Tag Archives: marvel

100Feed Special Report: Is Technology Destroying the Comic Book Industry?

17 Apr

Is Technology Destroying the Comic Book Industry?
We all know that feeling: reaching for that fresh, new issue of your favorite comic book, feeling the crisp, cool pages brush against your fingertips. The colors that make the characters jump off the page. That friendship you have developed with Alfred E. Neuman and Superman… yes, it’s real. This is the feeling of Wednesday, the day when all the new issues arrive in stores. However, with the recent advancements in technology, our Wednesdays could be numbered.

Wednesday is a dying tradition due to the invention of the iPad and certain websites such as Scribd. Those of us who used to drive to the comic book store every Wednesday are now finding it much easier to download an issue to the iPad. Colors are just as vibrant (if not more so), the characters are just as realistic and there is a guarantee that a page will never tear on the iPad. This is why those collectors who buy comic books just so they can be put in a plastic protector are slowly dwindling. Even Graphic Novel collectors are disappearing.

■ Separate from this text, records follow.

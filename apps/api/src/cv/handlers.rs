use axum::{
    extract::State,
    http::{
        header::{ACCESS_CONTROL_ALLOW_ORIGIN, CACHE_CONTROL, CONTENT_TYPE, HOST},
        HeaderMap,
    },
    response::{IntoResponse, Response},
};
use chrono::Utc;
use serde::Serialize;

use crate::cv::pdf::{build_pdf_payload, timestamp, CvExport, PdfDataResponse, PDF_SCRIPT_NOTICE};
use crate::data::SITE_CONFIG;
use crate::errors::AppError;
use crate::state::AppState;

/// GET /api/cv-pdf
pub async fn handle_cv_pdf(
    State(state): State<AppState>,
    headers: HeaderMap,
) -> Result<Response, AppError> {
    let export = CvExport {
        cv: &state.cv,
        generated_at: timestamp(Utc::now()),
        url: format!("{}/cv", request_origin(&headers)),
    };
    let body = pretty_json(&export)?;
    Ok((
        [
            (CONTENT_TYPE, "application/json"),
            (ACCESS_CONTROL_ALLOW_ORIGIN, "*"),
        ],
        body,
    )
        .into_response())
}

/// GET /api/generate-cv-pdf
pub async fn handle_generate_cv_pdf(State(state): State<AppState>) -> Result<Response, AppError> {
    let now = Utc::now();
    let response = PdfDataResponse {
        payload: build_pdf_payload(&state.cv, now.date_naive()),
        generated_at: timestamp(now),
        message: PDF_SCRIPT_NOTICE,
    };
    let body = pretty_json(&response)?;
    Ok((
        [
            (CONTENT_TYPE, "application/json"),
            (CACHE_CONTROL, "private, max-age=300"),
        ],
        body,
    )
        .into_response())
}

fn pretty_json<T: Serialize>(value: &T) -> Result<String, AppError> {
    serde_json::to_string_pretty(value).map_err(|e| AppError::CvData(e.to_string()))
}

/// Origin the request was addressed to, honouring a reverse proxy's
/// `X-Forwarded-Proto`. Falls back to the configured site URL without a Host.
fn request_origin(headers: &HeaderMap) -> String {
    let Some(host) = headers.get(HOST).and_then(|h| h.to_str().ok()) else {
        return SITE_CONFIG.url.to_string();
    };
    let scheme = headers
        .get("x-forwarded-proto")
        .and_then(|h| h.to_str().ok())
        .unwrap_or("http");
    format!("{scheme}://{host}")
}

#[cfg(test)]
mod tests {
    use axum::http::HeaderValue;

    use super::*;

    #[test]
    fn test_origin_from_host_header() {
        let mut headers = HeaderMap::new();
        headers.insert(HOST, HeaderValue::from_static("localhost:4321"));
        assert_eq!(request_origin(&headers), "http://localhost:4321");
    }

    #[test]
    fn test_origin_honours_forwarded_proto() {
        let mut headers = HeaderMap::new();
        headers.insert(HOST, HeaderValue::from_static("austincole.us"));
        headers.insert("x-forwarded-proto", HeaderValue::from_static("https"));
        assert_eq!(request_origin(&headers), "https://austincole.us");
    }

    #[test]
    fn test_origin_falls_back_to_site_url() {
        assert_eq!(request_origin(&HeaderMap::new()), "https://austincole.us");
    }
}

Oddly enough, the comic book industry has found a way to use this new technology to bring readers back to the old brick buildings to get their comic book fix. ComiXology was founded in 2007; its original goal was to be used as an online pull-list management service. However, in 2009 they decided to go a step further. It introduced a comic-book reader for the iPhone and sold 80 titles from independent publishers such as Image (publisher of The Walking Dead comics). Many other apps were developed around this time, but none were more versatile than ComiXology’s. The company essentially built digital stores that worked closely with the actual comic book stores. How, you ask? The program offers a “Buy in Print” option that automatically points you to the nearest comic book store that sells that copy. So, younger people who discover comics digitally can be talked into buying comic books digitally, says DC co-publisher Jim Lee.

So, my question is, why don’t they just get rid of the stores and go all-digital? It is because of the fragile circle of development. Digital stores rely on actual stores, people who don’t have the latest iPad rely on the actual stores and a majority of the industry’s income comes from actual stores. Just think: if you go to Scribd and type in “the Walking Dead”, you can get almost every issue in E-book form for free. So, if the industry is forced to rely on digital sales alone, they cannot afford writer’s , artist’s and publisher’s fees. When that happens, goodbye Superman. The legendary brick and mortar building earn the industry over $650 million a year in North America alone. How much do digital sales earn? About $6 million a year.

Despite the fact that comic book stores earn more than one-hundred times the income from digital sales, more and more artists are developing comics for digital-only use. Speculators believe that sooner or later the digital sales will surpass retail sales, and that the comic book industry will suffer a major loss in revenue. Could the comic book industry survive the transition, or does the advancement in technology mean farewell to Wednesday’s four dollar issue of Batman? Holy iPad, Batman, this could mean trouble.